Une équipe de chercheurs impliquant notamment Pedro Marques-Vidal, PD à la FBM et chef de clinique adjoint à l'Institut universitaire de médecine sociale et préventive (IUMSP), a analysé les tendances suisses de l'offre alimentaire de 1961 à 2007. La stabilité est de rigueur, contrairement aux autres pays européens, où l'offre a augmenté. Les résultats de cette étude ont été publiés dans la revue European Journal of Clinical Nutrition.
Les maladies liées au régime alimentaire augmentent partout dans le monde. L'abandon du régime méditerranéen peut en partie expliquer cette hausse. En Suisse, la prévalence du surpoids et de l'obésité est faible, même si elle augmente régulièrement.

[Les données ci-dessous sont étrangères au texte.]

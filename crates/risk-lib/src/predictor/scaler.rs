//! Feature standardization

use crate::models::{FeatureKey, FeatureValues, TrainingRow};

/// Standard deviations below this are treated as zero
pub const STD_EPSILON: f64 = 1e-9;

/// Per-feature mean and population standard deviation
#[derive(Debug, Clone, Copy, PartialEq)]
pub struct Scaler {
    pub mean: FeatureValues,
    pub std: FeatureValues,
}

impl Default for Scaler {
    fn default() -> Self {
        Self {
            mean: FeatureValues::zeros(),
            std: FeatureValues::filled(1.0),
        }
    }
}

impl Scaler {
    /// Fit from the current training set
    ///
    /// A feature with (near-)zero spread gets a standard deviation of 1.
    pub fn fit(rows: &[TrainingRow]) -> Self {
        if rows.is_empty() {
            return Self::default();
        }
        let n = rows.len() as f64;
        let values: Vec<FeatureValues> = rows.iter().map(|r| r.row.values()).collect();

        let mut mean = FeatureValues::zeros();
        for v in &values {
            for key in FeatureKey::ALL {
                mean[key] += v[key];
            }
        }
        for key in FeatureKey::ALL {
            mean[key] /= n;
        }

        let mut std = FeatureValues::zeros();
        for v in &values {
            for key in FeatureKey::ALL {
                std[key] += (v[key] - mean[key]).powi(2);
            }
        }
        for key in FeatureKey::ALL {
            let sd = (std[key] / n).sqrt();
            std[key] = if sd < STD_EPSILON { 1.0 } else { sd };
        }

        Self { mean, std }
    }

    pub fn standardize(&self, features: &FeatureValues) -> FeatureValues {
        let mut z = FeatureValues::zeros();
        for key in FeatureKey::ALL {
            z[key] = (features[key] - self.mean[key]) / self.std[key];
        }
        z
    }
}

#[cfg(test)]
mod tests {
    use super::*;
    use crate::models::FeatureRow;
    use chrono::Utc;

    fn training_row(error_rate: f64, latency: f64) -> TrainingRow {
        TrainingRow {
            row: FeatureRow {
                service: "svc".to_string(),
                route: "/r".to_string(),
                bucket_start: Utc::now(),
                error_rate,
                p95_latency_ms: latency,
                p99_latency_ms: latency,
                avg_memory_mb: 100.0,
                avg_cpu_pct: 10.0,
                retries_rate: 0.0,
                timeout_rate: 0.0,
                total_requests: 10,
            },
            label: 0,
        }
    }

    #[test]
    fn test_fit_population_std() {
        let rows = vec![training_row(0.0, 2.0), training_row(0.0, 4.0), training_row(0.0, 6.0)];
        let scaler = Scaler::fit(&rows);

        assert!((scaler.mean[FeatureKey::P95LatencyMs] - 4.0).abs() < 1e-12);
        // population std of [2, 4, 6]
        let expected = (8.0_f64 / 3.0).sqrt();
        assert!((scaler.std[FeatureKey::P95LatencyMs] - expected).abs() < 1e-12);
    }

    #[test]
    fn test_constant_feature_gets_unit_std() {
        let rows = vec![training_row(0.1, 2.0), training_row(0.3, 4.0)];
        let scaler = Scaler::fit(&rows);

        assert_eq!(scaler.std[FeatureKey::AvgMemoryMb], 1.0);
        assert_eq!(scaler.std[FeatureKey::TotalRequests], 1.0);
        assert_eq!(scaler.mean[FeatureKey::AvgMemoryMb], 100.0);
    }

    #[test]
    fn test_standardize() {
        let rows = vec![training_row(0.0, 2.0), training_row(0.0, 6.0)];
        let scaler = Scaler::fit(&rows);
        let z = scaler.standardize(&rows[1].row.values());

        assert!((z[FeatureKey::P95LatencyMs] - 1.0).abs() < 1e-12);
        assert_eq!(z[FeatureKey::AvgMemoryMb], 0.0);
    }

    #[test]
    fn test_default_is_identity() {
        let scaler = Scaler::default();
        let values = FeatureValues([1.0, 2.0, 3.0, 4.0, 5.0, 6.0, 7.0, 8.0]);
        assert_eq!(scaler.standardize(&values), values);
    }
}
//! Request parameters and their validated bounds
//!
//! The engine trusts its inputs; callers run `validate()` on these types
//! before handing values to [`crate::engine::RiskEngine`].

use crate::models::{PartialFeatureRow, TelemetryEvent};
use serde::{Deserialize, Serialize};
use thiserror::Error;

/// Rejected request parameter
#[derive(Debug, Clone, PartialEq, Error)]
pub enum ValidationError {
    #[error("{field} must be between {min} and {max}, got {value}")]
    OutOfRange {
        field: &'static str,
        min: f64,
        max: f64,
        value: f64,
    },

    #[error("{field} must contain at least one item")]
    Empty { field: &'static str },

    #[error("{field} must be a finite number")]
    NotFinite { field: String },

    #[error("{field} must not be blank")]
    Blank { field: String },
}

fn check_range(field: &'static str, value: f64, min: f64, max: f64) -> Result<(), ValidationError> {
    if value.is_finite() && (min..=max).contains(&value) {
        Ok(())
    } else {
        Err(ValidationError::OutOfRange {
            field,
            min,
            max,
            value,
        })
    }
}

fn check_finite(field: impl FnOnce() -> String, value: f64) -> Result<(), ValidationError> {
    if value.is_finite() {
        Ok(())
    } else {
        Err(ValidationError::NotFinite { field: field() })
    }
}

fn default_bucket_minutes() -> u32 {
    5
}

fn default_lookback_hours() -> u32 {
    24
}

fn default_horizon_hours() -> u32 {
    6
}

fn default_incident_threshold() -> f64 {
    0.2
}

fn default_learning_rate() -> f64 {
    0.05
}

fn default_epochs() -> u32 {
    100
}

fn default_alert_threshold() -> f64 {
    0.8
}

fn default_top_k() -> usize {
    20
}

/// Batch of telemetry events to ingest
#[derive(Debug, Clone, Serialize, Deserialize)]
pub struct IngestRequest {
    pub events: Vec<TelemetryEvent>,
}

impl IngestRequest {
    pub fn validate(&self) -> Result<(), ValidationError> {
        if self.events.is_empty() {
            return Err(ValidationError::Empty { field: "events" });
        }
        for (i, event) in self.events.iter().enumerate() {
            if event.service.trim().is_empty() {
                return Err(ValidationError::Blank {
                    field: format!("events[{}].service", i),
                });
            }
            if event.route.trim().is_empty() {
                return Err(ValidationError::Blank {
                    field: format!("events[{}].route", i),
                });
            }
            check_range("latencyMs", event.latency_ms, 0.0, f64::MAX)?;
            check_range("memoryMb", event.memory_mb, 0.0, f64::MAX)?;
            check_range("cpuPct", event.cpu_pct, 0.0, 100.0)?;
        }
        Ok(())
    }
}

/// ETL window parameters
#[derive(Debug, Clone, Copy, PartialEq, Serialize, Deserialize)]
#[serde(rename_all = "camelCase")]
pub struct EtlParams {
    #[serde(default = "default_bucket_minutes")]
    pub bucket_minutes: u32,
    #[serde(default = "default_lookback_hours")]
    pub lookback_hours: u32,
}

impl Default for EtlParams {
    fn default() -> Self {
        Self {
            bucket_minutes: default_bucket_minutes(),
            lookback_hours: default_lookback_hours(),
        }
    }
}

impl EtlParams {
    pub fn validate(&self) -> Result<(), ValidationError> {
        check_range("bucketMinutes", f64::from(self.bucket_minutes), 1.0, 120.0)?;
        check_range("lookbackHours", f64::from(self.lookback_hours), 1.0, 168.0)
    }
}

/// Training parameters
#[derive(Debug, Clone, Copy, PartialEq, Serialize, Deserialize)]
#[serde(rename_all = "camelCase")]
pub struct TrainParams {
    #[serde(default = "default_horizon_hours")]
    pub horizon_hours: u32,
    #[serde(default = "default_incident_threshold")]
    pub incident_threshold: f64,
    #[serde(default = "default_learning_rate")]
    pub learning_rate: f64,
    #[serde(default = "default_epochs")]
    pub epochs: u32,
}

impl Default for TrainParams {
    fn default() -> Self {
        Self {
            horizon_hours: default_horizon_hours(),
            incident_threshold: default_incident_threshold(),
            learning_rate: default_learning_rate(),
            epochs: default_epochs(),
        }
    }
}

impl TrainParams {
    pub fn validate(&self) -> Result<(), ValidationError> {
        check_range("horizonHours", f64::from(self.horizon_hours), 1.0, 48.0)?;
        check_range("incidentThreshold", self.incident_threshold, 0.01, 1.0)?;
        check_range("learningRate", self.learning_rate, 0.0001, 1.0)?;
        check_range("epochs", f64::from(self.epochs), 1.0, 500.0)
    }
}

/// Rows to score outside the feature store
#[derive(Debug, Clone, Serialize, Deserialize)]
pub struct BatchRequest {
    pub items: Vec<PartialFeatureRow>,
}

impl BatchRequest {
    pub fn validate(&self) -> Result<(), ValidationError> {
        if self.items.is_empty() {
            return Err(ValidationError::Empty { field: "items" });
        }
        for (i, item) in self.items.iter().enumerate() {
            for (key, value) in item.provided() {
                if let Some(v) = value {
                    check_finite(|| format!("items[{}].{}", i, key), v)?;
                }
            }
        }
        Ok(())
    }
}

/// Optional stream filter for live inference
#[derive(Debug, Clone, Default, PartialEq, Serialize, Deserialize)]
pub struct LiveQuery {
    pub service: Option<String>,
    pub route: Option<String>,
}

/// Alert threshold
#[derive(Debug, Clone, Copy, PartialEq, Serialize, Deserialize)]
pub struct AlertParams {
    #[serde(default = "default_alert_threshold")]
    pub threshold: f64,
}

impl Default for AlertParams {
    fn default() -> Self {
        Self {
            threshold: default_alert_threshold(),
        }
    }
}

impl AlertParams {
    pub fn validate(&self) -> Result<(), ValidationError> {
        check_range("threshold", self.threshold, 0.0, 1.0)
    }
}

/// Backtest parameters, independent of those used at training time
#[derive(Debug, Clone, Copy, PartialEq, Serialize, Deserialize)]
#[serde(rename_all = "camelCase")]
pub struct BacktestParams {
    #[serde(default = "default_horizon_hours")]
    pub horizon_hours: u32,
    #[serde(default = "default_incident_threshold")]
    pub incident_threshold: f64,
    #[serde(default = "default_top_k", rename = "topK")]
    pub top_k: usize,
}

impl Default for BacktestParams {
    fn default() -> Self {
        Self {
            horizon_hours: default_horizon_hours(),
            incident_threshold: default_incident_threshold(),
            top_k: default_top_k(),
        }
    }
}

impl BacktestParams {
    pub fn validate(&self) -> Result<(), ValidationError> {
        check_range("horizonHours", f64::from(self.horizon_hours), 1.0, 48.0)?;
        check_range("incidentThreshold", self.incident_threshold, 0.01, 1.0)?;
        check_range("topK", self.top_k as f64, 1.0, 1000.0)
    }
}

#[cfg(test)]
mod tests {
    use super::*;
    use chrono::Utc;

    fn event() -> TelemetryEvent {
        TelemetryEvent {
            timestamp: Utc::now(),
            service: "api".to_string(),
            route: "/health".to_string(),
            status_code: 200,
            latency_ms: 12.0,
            memory_mb: 128.0,
            cpu_pct: 5.0,
            retries: 0,
            timeout: false,
        }
    }

    #[test]
    fn test_defaults_from_empty_body() {
        let etl: EtlParams = serde_json::from_str("{}").unwrap();
        assert_eq!(etl, EtlParams::default());
        assert_eq!(etl.bucket_minutes, 5);
        assert_eq!(etl.lookback_hours, 24);

        let train: TrainParams = serde_json::from_str("{}").unwrap();
        assert_eq!(train.horizon_hours, 6);
        assert_eq!(train.incident_threshold, 0.2);
        assert_eq!(train.learning_rate, 0.05);
        assert_eq!(train.epochs, 100);

        let alerts: AlertParams = serde_json::from_str("{}").unwrap();
        assert_eq!(alerts.threshold, 0.8);

        let backtest: BacktestParams = serde_json::from_str(r#"{"topK": 3}"#).unwrap();
        assert_eq!(backtest.top_k, 3);
        assert_eq!(backtest.horizon_hours, 6);
    }

    #[test]
    fn test_defaults_are_valid() {
        assert!(EtlParams::default().validate().is_ok());
        assert!(TrainParams::default().validate().is_ok());
        assert!(AlertParams::default().validate().is_ok());
        assert!(BacktestParams::default().validate().is_ok());
    }

    #[test]
    fn test_out_of_range_rejected() {
        let etl = EtlParams {
            bucket_minutes: 0,
            lookback_hours: 24,
        };
        assert!(matches!(
            etl.validate(),
            Err(ValidationError::OutOfRange { field: "bucketMinutes", .. })
        ));

        let train = TrainParams {
            epochs: 501,
            ..Default::default()
        };
        assert!(train.validate().is_err());

        let train = TrainParams {
            learning_rate: f64::NAN,
            ..Default::default()
        };
        assert!(train.validate().is_err());

        assert!(AlertParams { threshold: 1.01 }.validate().is_err());
        assert!(AlertParams { threshold: 0.0 }.validate().is_ok());

        let backtest = BacktestParams {
            top_k: 0,
            ..Default::default()
        };
        assert!(backtest.validate().is_err());
    }

    #[test]
    fn test_ingest_validation() {
        assert_eq!(
            IngestRequest { events: vec![] }.validate(),
            Err(ValidationError::Empty { field: "events" })
        );
        assert!(IngestRequest { events: vec![event()] }.validate().is_ok());

        let mut hot = event();
        hot.cpu_pct = 140.0;
        assert!(IngestRequest { events: vec![hot] }.validate().is_err());

        let mut negative = event();
        negative.latency_ms = -1.0;
        assert!(IngestRequest { events: vec![negative] }.validate().is_err());

        let mut blank = event();
        blank.route = "  ".to_string();
        let err = IngestRequest { events: vec![event(), blank] }.validate().unwrap_err();
        assert_eq!(err.to_string(), "events[1].route must not be blank");
    }

    #[test]
    fn test_batch_validation() {
        assert!(BatchRequest { items: vec![] }.validate().is_err());
        assert!(BatchRequest {
            items: vec![PartialFeatureRow::default()]
        }
        .validate()
        .is_ok());

        let bad = PartialFeatureRow {
            p99_latency_ms: Some(f64::INFINITY),
            ..Default::default()
        };
        let err = BatchRequest { items: vec![bad] }.validate().unwrap_err();
        assert_eq!(err.to_string(), "items[0].p99LatencyMs must be a finite number");
    }

    #[test]
    fn test_error_messages() {
        let err = AlertParams { threshold: 2.0 }.validate().unwrap_err();
        assert_eq!(err.to_string(), "threshold must be between 0 and 1, got 2");
    }
}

Interview de Pedro Marques-Vidal:
Pourquoi en Suisse, au contraire des autres pays européens, l'offre en calories est restée à peu près stable durant plus de 40 ans?
Il y a plusieurs hypothèses, mais aucune ne peut être vérifiée. En premier lieu, une politique agricole différente de celle de l'Union Européenne, qui tend à la surproduction et donc à une surabondance de l'offre. Les Suisses sont peut-être également un peu plus traditionalistes que leurs voisins, et auraient davantage gardé les habitudes alimentaires de leurs aïeuls. On ne peut pas exclure non plus que l'offre alimentaire en Suisse ait été déjà très élevée dans les années '60. Et donc difficile à augmenter à cause d'un «effet plafond».
Comment expliquer la faible prévalence de l'obésité en Suisse?
La prévalence de l'obésité est assez faible en Suisse par rapport aux autres voisins européens. Il n'existe pas d'études internationales ayant comparé les habitudes alimentaires des Suisses à celles des habitants des autres pays. En fait, on dispose de très peu de données. Mais je dirais qu'une meilleure alimentation et un peu plus d'activité physique peuvent expliquer cette différence. La seule étude que je connaisse a été publiée il y a dix ans et comparait les Genevois aux Américains, mais les différences étaient faibles.
Qu'est-ce qui explique la baisse de consommation des fruits suisses?
Il existe une assez bonne association entre la production, l'offre de fruits indigènes (pommes, poires), et la surface agricole qui y est consacrée. On pourrait aussi citer l'évolution des prix, mais là aussi les données dont on dispose sont très parcellaires. La compétition des fruits tropicaux, les bananes surtout, peut aussi intervenir. Une étude effectuée à l'IUMSP a montré que les jeunes (15-24 ans) ont une faible consommation de fruits et légumes. Ceci pourrait expliquer en partie la baisse, les nouvelles générations consommant moins de fruits et légumes que les anciennes.
Quels sont les éléments qui, au vu de vos résultats, posent problème?
Ces résultats ont été obtenus selon des estimations basées sur la production agricole, les importations/exportations, etc. Il s'agit donc d'une estimation de ce qui est disponible auprès du consommateur, mais pas de ce qui est effectivement consommé. Il faudrait avancer sur une étude nationale de la consommation alimentaire individuelle si on veut affiner les résultats. A ma connaissance, seule l'étude Bus Santé de Genève est à même de fournir ce genre d'informations. Cependant, d'autres études montrent que la consommation alimentaire des jeunes (6-14 ans) contient trop de graisse. Il faudra effectuer une surveillance afin que le profil nutritionnel de la population suisse ne change pas défavorablement.